It is a year old, and it doesn't look bad at all. I use Tropic Marin, and I do 5 gallon water changes weekly BTW.


----------



## wake49 (Jul 2, 2008)

Upload some pics and I'll let you know... ;-)

All your specs look good. Do you have a sump? How long has that Mandarin been in there? I am not a fan of that canister filter; how often do you clean it?


----------



## toonyace316 (Mar 19, 2010)

I don't have a sump, and I just got the Mandarin. I know the person at my LFS, Dallas North Aquarium, and he said it was a very healthy looking one, and by my research I agree. I change the floss once a month and carbon bi-monthly.


----------



## aunt kymmie (Jun 2, 2008)

This thread is useless without pictures. ;-) (pretty please??)


----------



## wake49 (Jul 2, 2008)

toonyace316 said:


> I don't have a sump, and I just got the Mandarin. I know the person at my LFS, Dallas North Aquarium, and he said it was a very healthy looking one, and by my research I agree. I change the floss once a month and carbon bi-monthly.

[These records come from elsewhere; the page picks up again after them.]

use crate::catalog::SizeCatalog;
use crate::footprint;
use crate::frame;
use crate::layout;
use crate::session::PoseUpdate;

/// World z spacing between expanded parallel lines of one process.
pub const PARALLEL_LINE_SPACING: f64 = 5.0;

const CENTER_EPSILON: f64 = 1.0e-3;

#[derive(Debug, Copy, Clone, PartialEq, Eq, Hash, PartialOrd, Ord, Serialize, Deserialize)]
pub struct ProcessId(u64);

impl ProcessId {
    pub fn raw(self) -> u64 {
        self.0
    }
}

#[derive(
    Debug, Copy, Clone, PartialEq, Eq, Hash, PartialOrd, Ord, Serialize, Deserialize,
)]
#[serde(rename_all = "snake_case")]
pub enum ResourceKind {
    Equipment,
    Worker,
    Material,
}

/// Where a resource sits in its process's local frame. `Auto` defers to the
/// grid layout; `Explicit` is honored as stored, including at the origin.
#[derive(Debug, Copy, Clone, PartialEq, Default, Serialize, Deserialize)]
pub enum Placement {
    #[default]
    Auto,
    Explicit {
        x: f64,
        z: f64,
    },
}

impl Placement {
    /// Maps sentinel-era data where a relative location of exactly (0, 0)
    /// meant "not placed". Only this constructor collapses the origin.
    pub fn from_legacy(x: f64, z: f64) -> Self {
        if x == 0.0 && z == 0.0 {
            Placement::Auto
        } else {
            Placement::Explicit { x, z }
        }
    }

    pub fn explicit(self) -> Option<DVec2> {
        match self {
            Placement::Auto => None,
            Placement::Explicit { x, z } => Some(DVec2::new(x, z)),
        }
    }
}

#[derive(Debug, Clone, PartialEq, Serialize, Deserialize)]
pub struct ResourcePlacement {
    pub kind: ResourceKind,
    pub resource_id: String,
    #[serde(default)]
    pub subtype: Option<String>,
    #[serde(default = "default_quantity")]
    pub quantity: f64,
    #[serde(default)]
    pub placement: Placement,
    #[serde(default)]
    pub yaw: f64,
    #[serde(default = "default_scale")]
    pub scale: [f64; 3],
    #[serde(default)]
    pub parallel_line_index: Option<usize>,
    #[serde(default)]
    pub role: String,
}

fn default_quantity() -> f64 {
    1.0
}

fn default_scale() -> [f64; 3] {
    [1.0, 1.0, 1.0]
}

impl ResourcePlacement {
    pub fn new(kind: ResourceKind, resource_id: impl Into<String>) -> Self {
        Self {
            kind,
            resource_id: resource_id.into(),
            subtype: None,
            quantity: 1.0,
            placement: Placement::Auto,
            yaw: 0.0,
            scale: [1.0, 1.0, 1.0],
            parallel_line_index: None,
            role: String::new(),
        }
    }

    pub fn with_subtype(mut self, subtype: impl Into<String>) -> Self {
        self.subtype = Some(subtype.into());
        self
    }

    pub fn at(mut self, x: f64, z: f64) -> Self {
        self.placement = Placement::Explicit { x, z };
        self
    }
}

#[derive(Debug, Clone, PartialEq, Serialize, Deserialize)]
pub struct Process {
    pub id: ProcessId,
    pub name: String,
    #[serde(default)]
    pub cycle_time_sec: f64,
    /// World (x, z); the layout plane is y = 0.
    #[serde(default)]
    pub position: [f64; 2],
    #[serde(default)]
    pub yaw: f64,
    #[serde(default)]
    pub successors: Vec<ProcessId>,
    #[serde(default)]
    pub parallel_index: Option<usize>,
    #[serde(default)]
    pub resources: Vec<ResourcePlacement>,
}

impl Process {
    pub fn position_vec(&self) -> DVec2 {
        DVec2::from(self.position)
    }

    pub fn to_world(&self, local: DVec2) -> DVec2 {
        frame::to_world(self.position_vec(), self.yaw, local)
    }

    pub fn to_local(&self, world: DVec2) -> DVec2 {
        frame::to_local(self.position_vec(), self.yaw, world)
    }

    pub fn resource(&self, kind: ResourceKind, resource_id: &str) -> Option<&ResourcePlacement> {
        self.resources
            .iter()
            .find(|resource| resource.kind == kind && resource.resource_id == resource_id)
    }
}

#[derive(Debug, Clone, Default)]
pub struct ProcessDefinition {
    pub name: String,
    pub cycle_time_sec: f64,
    pub position: [f64; 2],
    pub yaw: f64,
}
use std::collections::BTreeMap;

use serde::{Deserialize, Serialize};

use crate::line::ResourceKind;

/// Nominal unscaled bounding box of a resource, in meters.
#[derive(Debug, Clone, Copy, PartialEq, Serialize, Deserialize)]
pub struct ResourceSize {
    pub width: f64,
    pub height: f64,
    pub depth: f64,
}

impl ResourceSize {
    pub const fn new(width: f64, height: f64, depth: f64) -> Self {
        Self {
            width,
            height,
            depth,
        }
    }
}

/// Box used when neither an override nor a built-in entry matches.
pub const FALLBACK_SIZE: ResourceSize = ResourceSize::new(0.4, 0.4, 0.4);

/// Total lookup from (kind, subtype) to a nominal size. Unknown subtypes fall
/// back to per-kind defaults so one malformed resource never fails a layout.
#[derive(Debug, Clone, Default)]
pub struct SizeCatalog {
    overrides: BTreeMap<(ResourceKind, String), ResourceSize>,
}

impl SizeCatalog {
    pub fn new() -> Self {
        Self::default()
    }

    pub fn set(&mut self, kind: ResourceKind, subtype: impl Into<String>, size: ResourceSize) {
        self.overrides.insert((kind, subtype.into()), size);
    }

    pub fn size(&self, kind: ResourceKind, subtype: Option<&str>) -> ResourceSize {
        if let Some(subtype) = subtype {
            if let Some(size) = self.overrides.get(&(kind, subtype.to_string())) {
                return *size;
            }
        }
        builtin_size(kind, subtype)
    }
}

fn builtin_size(kind: ResourceKind, subtype: Option<&str>) -> ResourceSize {
    match kind {
        ResourceKind::Equipment => match subtype {
            Some("robot") => ResourceSize::new(0.6, 1.8, 0.6),
            Some("machine") => ResourceSize::new(0.8, 1.2, 0.8),
            Some("manual_station") => ResourceSize::new(0.6, 1.0, 0.6),
            _ => FALLBACK_SIZE,
        },
        ResourceKind::Worker => ResourceSize::new(0.5, 1.6, 0.5),
        ResourceKind::Material => ResourceSize::new(0.4, 0.25, 0.4),
    }
}
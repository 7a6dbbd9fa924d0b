use glam::DVec2;

/// Rotates a local-frame offset into the world frame. The vector's `y`
/// component holds the planar z coordinate.
pub fn rotate(yaw: f64, offset: DVec2) -> DVec2 {
    let (sin, cos) = yaw.sin_cos();
    DVec2::new(
        offset.x * cos + offset.y * sin,
        -offset.x * sin + offset.y * cos,
    )
}

pub fn to_world(position: DVec2, yaw: f64, local: DVec2) -> DVec2 {
    position + rotate(yaw, local)
}

pub fn to_local(position: DVec2, yaw: f64, world: DVec2) -> DVec2 {
    let (sin, cos) = yaw.sin_cos();
    let offset = world - position;
    DVec2::new(
        offset.x * cos - offset.y * sin,
        offset.x * sin + offset.y * cos,
    )
}

pub fn world_yaw(process_yaw: f64, own_yaw: f64) -> f64 {
    process_yaw + own_yaw
}

#[cfg(test)]
mod tests {
    use super::*;
    use std::f64::consts::FRAC_PI_2;

    const EPS: f64 = 1.0e-9;

    #[test]
    fn round_trip_recovers_local_point() {
        let positions = [
            DVec2::new(0.0, 0.0),
            DVec2::new(10.0, -3.0),
            DVec2::new(-4.5, 7.25),
        ];
        let yaws = [0.0, 0.3, FRAC_PI_2, 2.1, -1.2];
        let points = [
            DVec2::new(0.0, 0.0),
            DVec2::new(1.0, 0.5),
            DVec2::new(-2.0, 3.3),
        ];
        for position in positions {
            for yaw in yaws {
                for point in points {
                    let back = to_local(position, yaw, to_world(position, yaw, point));
                    assert!(
                        (back - point).abs().max_element() < EPS,
                        "round trip drifted at pos {position:?} yaw {yaw}: {point:?} -> {back:?}"
                    );
                }
            }
        }
    }

    #[test]
    fn quarter_turn_follows_the_formula() {
        // cos 90 = 0, sin 90 = 1: x = 10 + 0 + 0, z = 0 - 1 + 0.
        let world = to_world(DVec2::new(10.0, 0.0), FRAC_PI_2, DVec2::new(1.0, 0.0));
        assert!((world.x - 10.0).abs() < EPS);
        assert!((world.y - -1.0).abs() < EPS);
    }

    #[test]
    fn zero_yaw_is_translation() {
        let world = to_world(DVec2::new(2.0, 3.0), 0.0, DVec2::new(1.0, -1.0));
        assert_eq!(world, DVec2::new(3.0, 2.0));
    }

    #[test]
    fn yaws_compose_additively() {
        assert_eq!(world_yaw(0.5, 0.25), 0.75);
    }
}
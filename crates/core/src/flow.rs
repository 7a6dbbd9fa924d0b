use glam::DVec2;

use crate::footprint::Footprint;
use crate::line::Process;

/// World-frame endpoints of the connector between two adjacent processes,
/// plus the heading for the arrowhead.
#[derive(Debug, Clone, Copy, PartialEq)]
pub struct FlowArrow {
    pub start: DVec2,
    pub end: DVec2,
    pub direction: f64,
}

/// The arrow leaves `from` at the midpoint of its footprint's right edge and
/// enters `to` at the midpoint of its left edge, each taken in the owning
/// process's local frame, so the endpoints stay on the cell boundary under
/// any rotation.
pub fn flow_arrow(
    from: &Process,
    from_footprint: &Footprint,
    to: &Process,
    to_footprint: &Footprint,
) -> FlowArrow {
    let start = from.to_world(from_footprint.exit_point());
    let end = to.to_world(to_footprint.entry_point());
    let direction = (end.y - start.y).atan2(end.x - start.x);
    FlowArrow {
        start,
        end,
        direction,
    }
}
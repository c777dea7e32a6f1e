use crate::chart::ChartKind;
use crate::data::model::DateRange;
use crate::error::{DashError, DashResult};
use crate::impute::Strategy;

/// Number of chart panels on the dashboard.
pub const PANEL_COUNT: usize = 4;

/// Chart kind each panel starts with, by position.
pub const DEFAULT_KINDS: [ChartKind; PANEL_COUNT] = [
    ChartKind::Line,
    ChartKind::Bar,
    ChartKind::Bubble,
    ChartKind::Area,
];

/// Imputation strategy for the 1-based panel `index`. The assignment is
/// fixed; users cannot change it.
pub fn strategy_for(index: usize) -> DashResult<Strategy> {
    slot(index).map(|i| Strategy::ALL[i])
}

fn slot(index: usize) -> DashResult<usize> {
    if (1..=PANEL_COUNT).contains(&index) {
        Ok(index - 1)
    } else {
        Err(DashError::InvalidPanel(index))
    }
}

/// Everything needed to draw one panel's controls and chart placeholder.
#[derive(Debug, Clone, PartialEq)]
pub struct PanelFragment {
    pub index: usize,
    pub strategy: Strategy,
    pub title: String,
    pub kind_options: [ChartKind; 6],
    pub default_kind: ChartKind,
    /// Outer bounds for the date pickers.
    pub bounds: DateRange,
    pub default_range: DateRange,
    pub visible: bool,
}

/// Control panel for panel `index` (1-based), seeded from the dataset span.
pub fn render(index: usize, visible: bool, span: DateRange) -> DashResult<PanelFragment> {
    slot(index).map(|i| fragment_at(i, visible, span))
}

/// All four panels at once, with per-panel visibility.
pub fn render_all(visible: [bool; PANEL_COUNT], span: DateRange) -> [PanelFragment; PANEL_COUNT] {
    std::array::from_fn(|i| fragment_at(i, visible[i], span))
}

fn fragment_at(slot: usize, visible: bool, span: DateRange) -> PanelFragment {
    let index = slot + 1;
    let strategy = Strategy::ALL[slot];
    PanelFragment {
        index,
        strategy,
        title: format!("Chart {index}: {}", strategy.label()),
        kind_options: ChartKind::ALL,
        default_kind: DEFAULT_KINDS[slot],
        bounds: span,
        default_range: span,
        visible,
    }
}
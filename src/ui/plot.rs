use eframe::egui::{Color32, RichText, Stroke, Ui};
use egui_plot::{Bar, BarChart, BoxElem, BoxPlot, BoxSpread, Legend, Line, Plot, PlotPoints, Points};

use crate::chart::{Chart, Geometry};
use crate::color::{fill_color, panel_color};
use crate::state::PanelView;

// ---------------------------------------------------------------------------
// Chart area of one panel
// ---------------------------------------------------------------------------

/// Render whatever panel `index` currently shows.
pub fn panel_view(ui: &mut Ui, index: usize, view: &PanelView, height: f32) {
    match view {
        PanelView::Empty => {
            ui.allocate_ui(egui_size(ui, height), |ui: &mut Ui| {
                ui.centered_and_justified(|ui: &mut Ui| {
                    ui.weak("Press “Update charts” to draw this chart");
                });
            });
        }
        PanelView::Error(message) => {
            ui.allocate_ui(egui_size(ui, height), |ui: &mut Ui| {
                ui.centered_and_justified(|ui: &mut Ui| {
                    ui.label(RichText::new(message).color(Color32::RED));
                });
            });
        }
        PanelView::Chart(chart) => chart_plot(ui, index, chart, height),
    }
}

fn egui_size(ui: &Ui, height: f32) -> eframe::egui::Vec2 {
    eframe::egui::vec2(ui.available_width(), height)
}

/// Largest marker radius, for the biggest rate in view.
const MAX_BUBBLE_RADIUS: f32 = 14.0;

fn bubble_radius(size: f64, max_size: f64) -> f32 {
    if max_size <= 0.0 || size <= 0.0 {
        return 2.0;
    }
    2.0 + MAX_BUBBLE_RADIUS * (size / max_size) as f32
}

fn chart_plot(ui: &mut Ui, index: usize, chart: &Chart, height: f32) {
    let color = panel_color(index);
    let fill = fill_color(index);
    let name = chart.label.as_str();

    ui.label(RichText::new(&chart.title).strong());

    Plot::new(("panel_chart", index))
        .height(height)
        .legend(Legend::default())
        .x_axis_label(chart.x_label)
        .y_axis_label(chart.y_label)
        .allow_boxed_zoom(true)
        .allow_drag(true)
        .allow_scroll(false)
        .allow_zoom(true)
        .show(ui, |plot_ui| match &chart.geometry {
            Geometry::Line { segments } => {
                for segment in segments {
                    let points: PlotPoints = segment.iter().copied().collect();
                    plot_ui.line(Line::new(points).name(name).color(color).width(2.0));
                }
            }
            Geometry::Area { segments } => {
                for segment in segments {
                    let points: PlotPoints = segment.iter().copied().collect();
                    plot_ui.line(
                        Line::new(points)
                            .name(name)
                            .color(color)
                            .fill(0.0_f32)
                            .width(1.5),
                    );
                }
            }
            Geometry::Bar { bars } => {
                let bars: Vec<Bar> = bars.iter().map(|p| Bar::new(p[0], p[1]).width(0.8)).collect();
                plot_ui.bar_chart(BarChart::new(bars).color(color).name(name));
            }
            Geometry::Bubble { points, sizes } => {
                let max_size = sizes.iter().copied().fold(0.0, f64::max);
                for (point, size) in points.iter().zip(sizes) {
                    plot_ui.points(
                        Points::new(vec![*point])
                            .radius(bubble_radius(*size, max_size))
                            .color(fill)
                            .filled(true)
                            .name(name),
                    );
                }
            }
            Geometry::Histogram { bins } => {
                let bars: Vec<Bar> = bins
                    .iter()
                    .map(|b| Bar::new(b.center(), b.count as f64).width(b.width()))
                    .collect();
                plot_ui.bar_chart(BarChart::new(bars).color(color).name(name));
            }
            Geometry::BoxPlot { boxes } => {
                let elems: Vec<BoxElem> = boxes
                    .iter()
                    .map(|b| {
                        BoxElem::new(
                            b.x,
                            BoxSpread::new(b.lower_whisker, b.q1, b.median, b.q3, b.upper_whisker),
                        )
                        .box_width(0.6)
                        .fill(fill)
                        .stroke(Stroke::new(1.5, color))
                    })
                    .collect();
                plot_ui.box_plot(BoxPlot::new(elems).name(name));

                let outliers: Vec<[f64; 2]> = boxes
                    .iter()
                    .flat_map(|b| b.outliers.iter().map(move |&y| [b.x, y]))
                    .collect();
                if !outliers.is_empty() {
                    plot_ui.points(Points::new(outliers).radius(2.5).color(color));
                }
            }
        });
}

The Psychadelic Mandarin is also called the "Bullseye" Mandarin as far as I know. That would be yours, the one with all the bullseyes on it? It is tough to get these to eat prepared food, so keep a good supply of live food in your tank. These animals can wipe out a copepod population in a week. You might need to supplement with Reef Nutrition's "Tigger Pods" if he doesn't accept pellets or frozen (which is likely). I have the Green Mandarin, and he eats nothing but pods. 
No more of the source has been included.